(Entries supplied Opens)

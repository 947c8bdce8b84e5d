use std::collections::BTreeMap;

use glam::Vec2;

use crate::{
    core::{atom::Atom, rigidbody::RigidBody},
    utils::{
        allocator::{Arena, AtomId, BodyId},
        math::Vec2Ext,
        spatial::SpatialVec2,
    },
};

/// Per-frame parameters shared by every contact refresh.
#[derive(Debug, Clone, Copy)]
pub struct ContactTuning {
    pub bias_factor: f32,
    pub penetration_decay: f32,
    pub dt: f32,
}

/// Persistent non-penetration constraint between two atoms of different bodies.
///
/// Geometry is recomputed by [`refresh`](Self::refresh); everything else is
/// read through accessors. The accumulated normal impulse never goes negative:
/// contacts push, they never pull.
#[derive(Debug, Clone)]
pub struct AtomContact {
    atom_a: AtomId,
    atom_b: AtomId,
    body_a: BodyId,
    body_b: BodyId,
    normal: Vec2,
    contact_point: Vec2,
    depth: f32,
    pub(crate) jacobian: SpatialVec2,
    pub(crate) friction_jacobian: SpatialVec2,
    pub(crate) inverse_mass: SpatialVec2,
    pub(crate) inertia_factor: f32,
    pub(crate) friction_factor: f32,
    bias: f32,
    accumulated_delta: f32,
    accumulated_impulse: f32,
    accumulated_bias_impulse: f32,
    last_impulse: f32,
    frame_impulse: f32,
    pub(crate) last_friction_impulse: f32,
    impulse: Vec2,
    ticks: u32,
}

impl AtomContact {
    pub fn new(atom_a: AtomId, atom_b: AtomId, body_a: BodyId, body_b: BodyId) -> Self {
        Self {
            atom_a,
            atom_b,
            body_a,
            body_b,
            normal: Vec2::X,
            contact_point: Vec2::ZERO,
            depth: 0.0,
            jacobian: SpatialVec2::ZERO,
            friction_jacobian: SpatialVec2::ZERO,
            inverse_mass: SpatialVec2::ZERO,
            inertia_factor: 0.0,
            friction_factor: 0.0,
            bias: 0.0,
            accumulated_delta: 0.0,
            accumulated_impulse: 0.0,
            accumulated_bias_impulse: 0.0,
            last_impulse: 0.0,
            frame_impulse: 0.0,
            last_friction_impulse: 0.0,
            impulse: Vec2::ZERO,
            ticks: 0,
        }
    }

    pub fn atoms(&self) -> (AtomId, AtomId) {
        (self.atom_a, self.atom_b)
    }

    pub fn bodies(&self) -> (BodyId, BodyId) {
        (self.body_a, self.body_b)
    }

    pub fn key(&self) -> ContactKey {
        ContactKey::new(self.atom_a, self.atom_b)
    }

    /// Unit vector from atom B towards atom A.
    pub fn normal(&self) -> Vec2 {
        self.normal
    }

    pub fn tangent(&self) -> Vec2 {
        self.normal.perp()
    }

    pub fn contact_point(&self) -> Vec2 {
        self.contact_point
    }

    /// Overlap of the two circles at the last refresh (negative when apart).
    pub fn depth(&self) -> f32 {
        self.depth
    }

    pub fn bias(&self) -> f32 {
        self.bias
    }

    pub fn accumulated_delta(&self) -> f32 {
        self.accumulated_delta
    }

    pub fn accumulated_impulse(&self) -> f32 {
        self.accumulated_impulse
    }

    /// Normal impulse of the most recent solver step.
    pub fn last_impulse(&self) -> f32 {
        self.last_impulse
    }

    pub fn last_friction_impulse(&self) -> f32 {
        self.last_friction_impulse
    }

    /// Normal impulse added by the solver during the current frame.
    pub fn frame_impulse(&self) -> f32 {
        self.frame_impulse
    }

    /// `normal * accumulated_impulse`, used by the fracture check.
    pub fn impulse(&self) -> Vec2 {
        self.impulse
    }

    /// Frames this contact has been refreshed.
    pub fn ticks(&self) -> u32 {
        self.ticks
    }

    pub fn jacobian(&self) -> SpatialVec2 {
        self.jacobian
    }

    pub fn inverse_mass(&self) -> SpatialVec2 {
        self.inverse_mass
    }

    /// Whether the atoms still belong to the bodies this contact was built for.
    pub fn owners_match(&self, atoms: &Arena<Atom>) -> bool {
        match (atoms.get(self.atom_a), atoms.get(self.atom_b)) {
            (Some(a), Some(b)) => a.body == self.body_a && b.body == self.body_b,
            _ => false,
        }
    }

    /// Re-applies last frame's accumulated impulse with last frame's Jacobian.
    /// Skipped when an atom changed owner since then.
    pub fn warm_start(&self, atoms: &Arena<Atom>, bodies: &mut Arena<RigidBody>) {
        if self.accumulated_impulse == 0.0 || !self.owners_match(atoms) {
            return;
        }
        let Some((body_a, body_b)) = bodies.get2_mut(self.body_a, self.body_b) else {
            return;
        };
        (self.inverse_mass.hadamard(&self.jacobian) * self.accumulated_impulse)
            .apply_velocity(body_a, body_b);
    }

    /// Recomputes geometry, Jacobians, mass terms and the Baumgarte bias from
    /// the current atom and body state. Returns `false` when an atom or body
    /// no longer exists.
    pub fn refresh(
        &mut self,
        atoms: &Arena<Atom>,
        bodies: &Arena<RigidBody>,
        tuning: &ContactTuning,
    ) -> bool {
        let (Some(atom_a), Some(atom_b)) = (atoms.get(self.atom_a), atoms.get(self.atom_b)) else {
            return false;
        };

        if atom_a.body != self.body_a || atom_b.body != self.body_b {
            self.body_a = atom_a.body;
            self.body_b = atom_b.body;
            self.accumulated_impulse = 0.0;
            self.accumulated_delta = 0.0;
            self.last_impulse = 0.0;
            self.last_friction_impulse = 0.0;
        }

        let (Some(body_a), Some(body_b)) = (bodies.get(self.body_a), bodies.get(self.body_b))
        else {
            return false;
        };

        let between_bodies = body_a.center_of_mass() - body_b.center_of_mass();
        self.normal = (atom_a.position - atom_b.position)
            .normalize_or_fallback(between_bodies.normalize_or_fallback(Vec2::X));
        self.contact_point = atom_a.position - self.normal * atom_a.radius();
        self.depth = -atom_a.gap_to(atom_b);

        let tangent = self.normal.perp();
        let r_a = self.contact_point - body_a.center_of_mass();
        let r_b = self.contact_point - body_b.center_of_mass();
        self.jacobian = SpatialVec2::new(
            self.normal,
            r_a.cross(self.normal),
            -self.normal,
            -r_b.cross(self.normal),
        );
        self.friction_jacobian =
            SpatialVec2::new(tangent, r_a.cross(tangent), -tangent, -r_b.cross(tangent));
        self.inverse_mass = SpatialVec2::inverse_mass_of(body_a, body_b);
        self.inertia_factor = effective_mass(&self.jacobian, &self.inverse_mass);
        self.friction_factor = effective_mass(&self.friction_jacobian, &self.inverse_mass);

        self.accumulated_delta = self.accumulated_delta * tuning.penetration_decay + self.depth;
        self.bias = -(tuning.bias_factor / tuning.dt) * self.accumulated_delta;

        self.accumulated_impulse = self.accumulated_impulse.max(0.0);
        self.impulse = self.normal * self.accumulated_impulse;
        self.accumulated_bias_impulse = 0.0;
        self.frame_impulse = 0.0;
        self.ticks += 1;
        true
    }

    /// One sequential-impulse step on the normal row. The row only removes
    /// approaching velocity; penetration is corrected by [`Self::solve_bias`].
    /// Returns the applied impulse.
    pub fn solve_normal(
        &mut self,
        body_a: &mut RigidBody,
        body_b: &mut RigidBody,
        max_impulse: f32,
    ) -> f32 {
        let velocity = SpatialVec2::velocity_of(body_a, body_b);
        let lambda = clamp_push(
            -self.jacobian.dot(&velocity) * self.inertia_factor,
            self.accumulated_impulse,
            max_impulse,
        );

        self.accumulated_impulse += lambda;
        self.last_impulse = lambda;
        self.frame_impulse += lambda;
        self.impulse = self.normal * self.accumulated_impulse;
        (self.inverse_mass.hadamard(&self.jacobian) * lambda).apply_velocity(body_a, body_b);
        lambda
    }

    /// Baumgarte position correction: drives the bias velocities only, with
    /// its own non-negative accumulator, so the real velocity never picks up
    /// separating speed from penetration.
    pub fn solve_bias(
        &mut self,
        body_a: &mut RigidBody,
        body_b: &mut RigidBody,
        max_impulse: f32,
    ) -> f32 {
        let velocity = SpatialVec2::bias_velocity_of(body_a, body_b);
        let lambda = clamp_push(
            -(self.jacobian.dot(&velocity) + self.bias) * self.inertia_factor,
            self.accumulated_bias_impulse,
            max_impulse,
        );
        self.accumulated_bias_impulse += lambda;
        (self.inverse_mass.hadamard(&self.jacobian) * lambda).apply_bias(body_a, body_b);
        lambda
    }
}

/// Keeps `accumulated + lambda` non-negative, then bounds the step.
fn clamp_push(lambda: f32, accumulated: f32, max_impulse: f32) -> f32 {
    let lambda = if accumulated + lambda < 0.0 {
        -accumulated
    } else {
        lambda
    };
    lambda.clamp(-max_impulse, max_impulse)
}

/// `1 / (J · (M⁻¹ ⊙ J))`, or zero when the row cannot move either body.
pub fn effective_mass(jacobian: &SpatialVec2, inverse_mass: &SpatialVec2) -> f32 {
    let denominator = jacobian.dot(&inverse_mass.hadamard(jacobian));
    if denominator > f32::EPSILON && denominator.is_finite() {
        1.0 / denominator
    } else {
        0.0
    }
}

/// Persistence test: the gap between the circles is below `margin`.
pub fn pair_within_margin(a: &Atom, b: &Atom, margin: f32) -> bool {
    a.gap_to(b) < margin
}

/// Order-independent key of an atom pair; the lower slot index comes first.
#[derive(Debug, Clone, Copy, PartialEq, Eq, Hash, PartialOrd, Ord)]
pub struct ContactKey(AtomId, AtomId);

impl ContactKey {
    pub fn new(a: AtomId, b: AtomId) -> Self {
        if a <= b {
            Self(a, b)
        } else {
            Self(b, a)
        }
    }

    pub fn atoms(&self) -> (AtomId, AtomId) {
        (self.0, self.1)
    }
}

/// Live contacts, iterated in key order so every frame solves them in the
/// same sequence.
#[derive(Debug, Default, Clone)]
pub struct ContactSet {
    contacts: BTreeMap<ContactKey, AtomContact>,
}

impl ContactSet {
    pub fn new() -> Self {
        Self::default()
    }

    pub fn insert(&mut self, contact: AtomContact) {
        self.contacts.insert(contact.key(), contact);
    }

    pub fn contains(&self, a: AtomId, b: AtomId) -> bool {
        self.contacts.contains_key(&ContactKey::new(a, b))
    }

    pub fn get(&self, a: AtomId, b: AtomId) -> Option<&AtomContact> {
        self.contacts.get(&ContactKey::new(a, b))
    }

    pub fn iter(&self) -> impl Iterator<Item = &AtomContact> + '_ {
        self.contacts.values()
    }

    pub fn iter_mut(&mut self) -> impl Iterator<Item = &mut AtomContact> + '_ {
        self.contacts.values_mut()
    }

    /// Keeps only the contacts for which `keep` returns true; returns how
    /// many were dropped.
    pub fn retain(&mut self, mut keep: impl FnMut(&mut AtomContact) -> bool) -> usize {
        let before = self.contacts.len();
        self.contacts.retain(|_, contact| keep(contact));
        before - self.contacts.len()
    }

    /// Drops every contact touching `atom`.
    pub fn remove_atom(&mut self, atom: AtomId) -> usize {
        self.retain(|contact| {
            let (a, b) = contact.atoms();
            a != atom && b != atom
        })
    }

    pub fn len(&self) -> usize {
        self.contacts.len()
    }

    pub fn is_empty(&self) -> bool {
        self.contacts.is_empty()
    }

    pub fn clear(&mut self) {
        self.contacts.clear();
    }
}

(Entries supplied Closes)

Goal of the exercise: Every line that includes "margin" must be copied from the material above.

Result of the task:
/// Persistence test: the gap between the circles is below `margin`.
pub fn pair_within_margin(a: &Atom, b: &Atom, margin: f32) -> bool {
    a.gap_to(b) < margin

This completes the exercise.